Года стояла опустив руки, словно одеревенев. Оцепеневший взгляд уставился на сгорбленного Мартинаса. На бледном лице блуждала странная усмешка, в которой удивление перемежалось с жалостью.
— Жалости хочешь? — глухо спросила она. — Знай же, что жалость, и м е н н о жалость не дала нам ничего хорошего, скорей наоборот…
— Нет, нет! — воскликнул он. — Я хочу, чтоб ты видела, какое я ничтожество, и чтоб у меня больше не оставалось надежды.

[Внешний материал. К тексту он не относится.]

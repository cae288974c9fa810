//! Time utilities

use chrono::Duration;

/// Format milliseconds as a human-readable string
pub fn format_milliseconds(ms: i64) -> String {
    if ms < 1000 {
        format!("{}ms", ms)
    } else if ms < 60000 {
        format!("{:.2}s", ms as f64 / 1000.0)
    } else {
        let seconds = ms / 1000;
        let minutes = seconds / 60;
        let remaining_seconds = seconds % 60;
        format!("{}m {}s", minutes, remaining_seconds)
    }
}

/// Format a wall-clock measurement taken with `Instant::elapsed`
pub fn format_elapsed(elapsed: std::time::Duration) -> String {
    let ms = Duration::from_std(elapsed)
        .map(|d| d.num_milliseconds())
        .unwrap_or(i64::MAX);
    format_milliseconds(ms)
}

— Ничтожество… Почему именно «ничтожество»? Ты просто М а р т и н а с, и все. Я могла бы и про себя сказать то же самое, чтоб тебя утешить, но я не хочу быть ничтожеством. Как моя мать. Даже дочерней любви не заслужила. Да, Мартинас, мать я никогда не любила. Жалела, но не любила. Можно ли любить тряпку, об которую вытирают ноги? Человек должен завоевать себе место в жизни. Раньше я об этом не задумывалась, считала, все само придет, а если не придет — и не надо. В худшем случае выйду за первого попавшегося мужика, а дальше как бог даст. Дурочка, я и не подозревала, что иду материнской дорогой. Моя мать всю свою юность потратила на то, чтоб скопить приданое, я же лучшие свои годы зря растрачиваю себя. Не один ли будет исход? Сегодня перед сеансом я встретила Тадаса с Бируте. Можешь поздравить, говорит, мою старуху — передовик районного масштаба! Ясно, не первая в списке, где-то в хвосте, но ведь и колхоз не из первых. Я рада, говорю. Руку пожала, а радости мало. Не могла я быть искренней, Мартинас. Больше молока надоила, чем другие в нашем колхозе. Молоко! Ужас какое дело… Но, может быть, от этого Тадас любит ее больше, чем бы любил так просто, и без этого молока им бы чего-то не хватало для полноты счастья. Да, не хватало бы. Настоящая любовь нуждается в уважении. Бируте есть за что уважать — она не ничтожество. Или Морта — про ее работы уже газеты пишут. Даже Гедрута, над которой все смеются, — не пустой колос. Нет, Мартинас, я не хочу быть ничтожеством.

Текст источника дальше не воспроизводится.